Para Veronica , o candidato tem que encontrar uma nova forma de se posicionar caso perceba que a sua postura na entrevista não está agradando. “É importante flexibilizar e estar sensível ao que o entrevistador pede. Se percebe que está falando demais, deve tentar ser mais objetivo nas próximas respostas, por exemplo”, diz a especialista.
3. O entrevistador insiste várias vezes na mesma pergunta
Ao contrário do tópico anterior, o problema pode se concentrar também nas situações em que o candidato fala pouco e não responde o que o recrutador queria. “Algumas vezes a entrevista é ‘saca-rolha’, ou seja, o entrevistador insiste para que o candidato fale mais e tenta retirar dele a informação desejada”, explica Eliane.

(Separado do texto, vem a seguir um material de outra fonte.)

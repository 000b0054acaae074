//! Per-key cooldown throttling.
//!
//! Cooldowns sit between event triggers and the work queue: they reject
//! enqueue attempts that arrive too soon after the previous one,
//! independently of the queue's failure backoff. Rejection never loses the
//! key, callers drop the event and rely on the next trigger.

use crate::BoxError;
use async_trait::async_trait;
use hcp_core::{ResourceId, ResourceKey};
use lru::LruCache;
use parking_lot::Mutex;
use std::hash::Hash;
use std::num::NonZeroUsize;
use std::sync::Arc;
use std::time::Duration;
use tokio::time::Instant;
use tracing::warn;

/// Bound on tracked keys before least-recently-used entries are dropped.
pub const DEFAULT_CAPACITY: usize = 1_000_000;

/// Default period while the key has in-flight operations.
pub const DEFAULT_ACTIVE_PERIOD: Duration = Duration::from_secs(10);
/// Default period while the key is quiescent.
pub const DEFAULT_INACTIVE_PERIOD: Duration = Duration::from_secs(300);

/// Decides whether a key is eligible to enqueue given recent activity.
#[async_trait]
pub trait Cooldown<K>: Send + Sync + 'static {
    /// True iff the key may sync now. A true result starts the next
    /// cooldown window; a false result has no side effects.
    async fn can_sync(&self, key: &K) -> bool;
}

/// Time-based cooldown: a bounded map from key to next-eligible instant.
///
/// A key is eligible iff it has no entry or `now >= next-eligible`; only the
/// eligible path writes `now + period` back.
pub struct TimeCooldown<K: Eq + Hash> {
    period: Duration,
    entries: Mutex<LruCache<K, Instant>>,
}

impl<K: Eq + Hash + Clone> TimeCooldown<K> {
    #[must_use]
    pub fn new(period: Duration) -> Self {
        Self::with_capacity(period, DEFAULT_CAPACITY)
    }

    #[must_use]
    pub fn with_capacity(period: Duration, capacity: usize) -> Self {
        let capacity = NonZeroUsize::new(capacity).unwrap_or(NonZeroUsize::MIN);
        Self {
            period,
            entries: Mutex::new(LruCache::new(capacity)),
        }
    }

    fn check(&self, key: &K) -> bool {
        let now = Instant::now();
        let mut entries = self.entries.lock();
        if let Some(next_eligible) = entries.get(key) {
            if now < *next_eligible {
                return false;
            }
        }
        entries.put(key.clone(), now + self.period);
        true
    }
}

#[async_trait]
impl<K> Cooldown<K> for TimeCooldown<K>
where
    K: Eq + Hash + Clone + Send + Sync + 'static,
{
    async fn can_sync(&self, key: &K) -> bool {
        self.check(key)
    }
}

/// Reports whether a resource has asynchronous operations in flight.
#[async_trait]
pub trait ActiveOperationLister: Send + Sync + 'static {
    async fn has_active_operations(
        &self,
        subscription_id: &str,
        resource_id: &ResourceId,
    ) -> Result<bool, BoxError>;
}

/// Cooldown that reconciles busy resources on a short leash and quiescent
/// ones on a long one.
///
/// The inner cooldown is picked by asking the lister whether the key's
/// resource has in-flight operations. If the lister fails, the short
/// (active) cooldown is used: retries stay bounded without starving the
/// key. Operation keys are always treated as active and skip the lister.
pub struct OperationAwareCooldown<K: Eq + Hash> {
    active: TimeCooldown<K>,
    inactive: TimeCooldown<K>,
    lister: Arc<dyn ActiveOperationLister>,
}

impl<K: Eq + Hash + Clone> OperationAwareCooldown<K> {
    #[must_use]
    pub fn new(lister: Arc<dyn ActiveOperationLister>) -> Self {
        Self::with_periods(lister, DEFAULT_ACTIVE_PERIOD, DEFAULT_INACTIVE_PERIOD)
    }

    #[must_use]
    pub fn with_periods(
        lister: Arc<dyn ActiveOperationLister>,
        active: Duration,
        inactive: Duration,
    ) -> Self {
        Self {
            active: TimeCooldown::new(active),
            inactive: TimeCooldown::new(inactive),
            lister,
        }
    }
}

#[async_trait]
impl<K: ResourceKey> Cooldown<K> for OperationAwareCooldown<K> {
    async fn can_sync(&self, key: &K) -> bool {
        if key.always_active() {
            return self.active.check(key);
        }
        let busy = match self
            .lister
            .has_active_operations(key.subscription_id(), &key.resource_id())
            .await
        {
            Ok(busy) => busy,
            Err(error) => {
                warn!(%key, %error, "active-operation lookup failed, assuming active");
                true
            }
        };
        if busy {
            self.active.check(key)
        } else {
            self.inactive.check(key)
        }
    }
}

A especialista orienta que uma boa alternativa é perguntar ao recrutador quando perceber que a resposta não é como o desejado. Por exemplo: “Eu estou sendo muito conciso? Posso detalhar melhor, se preferir”.
4. O entrevistador tem pouca expressão ou não sorri
A entrevista de emprego exige interação entre as duas partes que estão sentadas frente a frente. Para Cunha, o entrevistador não comentar o que o candidato diz ou não interagir com algo perguntado pode significar que a conversa não está agradando. “Se o candidato sorri e não recebe resposta semelhante, ele deve perceber que a abordagem não está correta”, explica.
“Não há uma fórmula precisa, mas ouvir atentamente e buscar formas de interagir com o entrevistador para ir na direção correta é sempre a melhor alternativa”, afirma Veronica.
5. O entrevistador bate os pés ou se mexe muito
De um lado, está o entrevistado tentando conter a ansiedade e demonstrar suas competências da melhor forma possível. De outro, está um entrevistador agitado mais do que o normal. Como aponta Veronica, o recrutador sabe que a pessoa à sua frente está fora do seu ambiente de conforto. No entanto, ele pode emitir, sem desejar, sinais de que está ansioso ou impaciente.
O gesto de tamborilar os dedos quer dizer que a pessoa está no controle e os tornozelos cruzados aponta que a pessoa não concorda com você, segundo o livro “A Arte da Persuasão”. Ficar atento para evitar respostas prolixas ou falar algo indesejado (como criticar a empresa onde travalhava ou dar informações confidenciais do antigo trabalho) é a melhor aposta.
6. O entrevistador usa “aham” e“hum” em demasia
Assim como o candidato deve evitar as respostas monossilábicas porque dá a impressão de que ele não tem o que falar, o uso de expressões como “aham”, “é” e “hum” pelo recrutador significa que ele não está interagindo com o entrevistado.
Veronica sugere que o candidato sempre tenha em mente que deve ouvir o entrevistador para responder corretamente e mostrar suas competências profissionais da melhor forma. “O candidato deve saber ouvir, para saber quando, o quê e como falar e assim atingir o melhor resultado", diz.